**WHAT NEEDS TO BE DONE**
Go through the data that follows and restate each line exactly as it reads.

╭──

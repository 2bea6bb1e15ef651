//! Sliding-window threshold detection for one log rule

use std::collections::VecDeque;
use std::sync::Arc;
use std::time::Duration;

use tokio::sync::mpsc;
use tokio::time::{self, Instant, MissedTickBehavior};

use super::rule::LogEventRule;
use crate::alerts::{AlertQueue, StatusHandle};

/// Window maintenance interval
pub const MAINTENANCE_TICK: Duration = Duration::from_secs(1);

/// A matched line
#[derive(Debug, Clone)]
pub struct LogRecord {
    pub raw: String,
    pub matched_at: Instant,
}

/// Matches inside the window and the last emitted state
#[derive(Debug, Default)]
pub struct RuleWindowState {
    events: VecDeque<LogRecord>,
    last_emitted_on: bool,
    total_matches: u64,
}

impl RuleWindowState {
    pub fn new() -> Self {
        Self::default()
    }

    /// Drop records older than `now - window`
    pub fn prune(&mut self, window: Duration, now: Instant) {
        let Some(cutoff) = now.checked_sub(window) else {
            return;
        };
        while self
            .events
            .front()
            .map_or(false, |record| record.matched_at < cutoff)
        {
            self.events.pop_front();
        }
    }

    /// Handle a matched line, returning the message to send if any
    pub fn on_match(&mut self, rule: &LogEventRule, raw: String, now: Instant) -> Option<String> {
        self.total_matches += 1;

        // No window: every match fires on its own
        if !rule.is_windowed() {
            return Some(rule.on_text(&raw));
        }

        self.prune(rule.window, now);
        let text = rule.on_text(&raw);
        self.events.push_back(LogRecord {
            raw,
            matched_at: now,
        });

        if self.threshold_reached(rule) && !self.last_emitted_on {
            self.last_emitted_on = true;
            Some(text)
        } else {
            None
        }
    }

    /// Periodic maintenance; emits the off message once the window has aged
    /// below the threshold
    pub fn on_tick(&mut self, rule: &LogEventRule, now: Instant) -> Option<String> {
        if !rule.is_windowed() {
            return None;
        }
        self.prune(rule.window, now);
        if self.last_emitted_on && !self.threshold_reached(rule) {
            self.last_emitted_on = false;
            Some(rule.off_text())
        } else {
            None
        }
    }

    fn threshold_reached(&self, rule: &LogEventRule) -> bool {
        self.events.len() >= rule.threshold
    }

    pub fn len(&self) -> usize {
        self.events.len()
    }

    pub fn is_empty(&self) -> bool {
        self.events.is_empty()
    }

    pub fn is_on(&self) -> bool {
        self.last_emitted_on
    }

    /// Status line for status queries
    pub fn describe(&self, rule: &LogEventRule) -> String {
        if rule.is_windowed() {
            format!(
                "{}: {} matches in the last {} min, threshold {}{}",
                rule.label(),
                self.events.len(),
                rule.window.as_secs() / 60,
                rule.threshold,
                if self.last_emitted_on { ", ALERT" } else { "" }
            )
        } else {
            format!("{}: {} matches since start", rule.label(), self.total_matches)
        }
    }
}

/// Task owning one rule's window state
pub struct LogWindowDetector {
    rule: Arc<LogEventRule>,
    state: RuleWindowState,
    rx: mpsc::Receiver<String>,
    queue: AlertQueue,
    status: StatusHandle,
    tick: Duration,
}

impl LogWindowDetector {
    pub fn new(
        rule: Arc<LogEventRule>,
        rx: mpsc::Receiver<String>,
        queue: AlertQueue,
        status: StatusHandle,
    ) -> Self {
        let state = RuleWindowState::new();
        status.lock().record(false, state.describe(&rule));
        Self {
            rule,
            state,
            rx,
            queue,
            status,
            tick: MAINTENANCE_TICK,
        }
    }

    /// Consume matches and maintenance ticks until the router goes away
    pub async fn run(mut self) {
        let windowed = self.rule.is_windowed();
        let mut ticker = time::interval(self.tick);
        ticker.set_missed_tick_behavior(MissedTickBehavior::Delay);

        loop {
            let message = tokio::select! {
                _ = ticker.tick(), if windowed => {
                    self.state.on_tick(&self.rule, Instant::now())
                }
                line = self.rx.recv() => match line {
                    Some(raw) => self.state.on_match(&self.rule, raw, Instant::now()),
                    None => break,
                },
            };

            self.status
                .lock()
                .record(self.state.is_on(), self.state.describe(&self.rule));

            if let Some(message) = message {
                tracing::info!(rule = %self.rule.label(), "{}", message);
                self.queue.enqueue(message).await;
            }
        }

        self.status.lock().record(
            self.state.is_on(),
            format!("{}: log source unavailable", self.rule.label()),
        );
        tracing::warn!(rule = %self.rule.label(), "Log rule detector stopped");
    }
}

╰──

**REPLY**
repository 2bea6bb1e15ef651
//! Sliding-window threshold detection for one log rule

use std::collections::VecDeque;
use std::sync::Arc;
use std::time::Duration;

use tokio::sync::mpsc;
use tokio::time::{self, Instant, MissedTickBehavior};

use super::rule::LogEventRule;
use crate::alerts::{AlertQueue, StatusHandle};

/// Window maintenance interval
pub const MAINTENANCE_TICK: Duration = Duration::from_secs(1);

/// A matched line
#[derive(Debug, Clone)]
pub struct LogRecord {
    pub raw: String,
    pub matched_at: Instant,
}

/// Matches inside the window and the last emitted state
#[derive(Debug, Default)]
pub struct RuleWindowState {
    events: VecDeque<LogRecord>,
    last_emitted_on: bool,
    total_matches: u64,
}

impl RuleWindowState {
    pub fn new() -> Self {
        Self::default()
    }

    /// Drop records older than `now - window`
    pub fn prune(&mut self, window: Duration, now: Instant) {
        let Some(cutoff) = now.checked_sub(window) else {
            return;
        };
        while self
            .events
            .front()
            .map_or(false, |record| record.matched_at < cutoff)
        {
            self.events.pop_front();
        }
    }

    /// Handle a matched line, returning the message to send if any
    pub fn on_match(&mut self, rule: &LogEventRule, raw: String, now: Instant) -> Option<String> {
        self.total_matches += 1;

        // No window: every match fires on its own
        if !rule.is_windowed() {
            return Some(rule.on_text(&raw));
        }

        self.prune(rule.window, now);
        let text = rule.on_text(&raw);
        self.events.push_back(LogRecord {
            raw,
            matched_at: now,
        });

        if self.threshold_reached(rule) && !self.last_emitted_on {
            self.last_emitted_on = true;
            Some(text)
        } else {
            None
        }
    }

    /// Periodic maintenance; emits the off message once the window has aged
    /// below the threshold
    pub fn on_tick(&mut self, rule: &LogEventRule, now: Instant) -> Option<String> {
        if !rule.is_windowed() {
            return None;
        }
        self.prune(rule.window, now);
        if self.last_emitted_on && !self.threshold_reached(rule) {
            self.last_emitted_on = false;
            Some(rule.off_text())
        } else {
            None
        }
    }

    fn threshold_reached(&self, rule: &LogEventRule) -> bool {
        self.events.len() >= rule.threshold
    }

    pub fn len(&self) -> usize {
        self.events.len()
    }

    pub fn is_empty(&self) -> bool {
        self.events.is_empty()
    }

    pub fn is_on(&self) -> bool {
        self.last_emitted_on
    }

    /// Status line for status queries
    pub fn describe(&self, rule: &LogEventRule) -> String {
        if rule.is_windowed() {
            format!(
                "{}: {} matches in the last {} min, threshold {}{}",
                rule.label(),
                self.events.len(),
                rule.window.as_secs() / 60,
                rule.threshold,
                if self.last_emitted_on { ", ALERT" } else { "" }
            )
        } else {
            format!("{}: {} matches since start", rule.label(), self.total_matches)
        }
    }
}

/// Task owning one rule's window state
pub struct LogWindowDetector {
    rule: Arc<LogEventRule>,
    state: RuleWindowState,
    rx: mpsc::Receiver<String>,
    queue: AlertQueue,
    status: StatusHandle,
    tick: Duration,
}

impl LogWindowDetector {
    pub fn new(
        rule: Arc<LogEventRule>,
        rx: mpsc::Receiver<String>,
        queue: AlertQueue,
        status: StatusHandle,
    ) -> Self {
        let state = RuleWindowState::new();
        status.lock().record(false, state.describe(&rule));
        Self {
            rule,
            state,
            rx,
            queue,
            status,
            tick: MAINTENANCE_TICK,
        }
    }

    /// Consume matches and maintenance ticks until the router goes away
    pub async fn run(mut self) {
        let windowed = self.rule.is_windowed();
        let mut ticker = time::interval(self.tick);
        ticker.set_missed_tick_behavior(MissedTickBehavior::Delay);

        loop {
            let message = tokio::select! {
                _ = ticker.tick(), if windowed => {
                    self.state.on_tick(&self.rule, Instant::now())
                }
                line = self.rx.recv() => match line {
                    Some(raw) => self.state.on_match(&self.rule, raw, Instant::now()),
                    None => break,
                },
            };

            self.status
                .lock()
                .record(self.state.is_on(), self.state.describe(&self.rule));

            if let Some(message) = message {
                tracing::info!(rule = %self.rule.label(), "{}", message);
                self.queue.enqueue(message).await;
            }
        }

        self.status.lock().record(
            self.state.is_on(),
            format!("{}: log source unavailable", self.rule.label()),
        );
        tracing::warn!(rule = %self.rule.label(), "Log rule detector stopped");
    }
}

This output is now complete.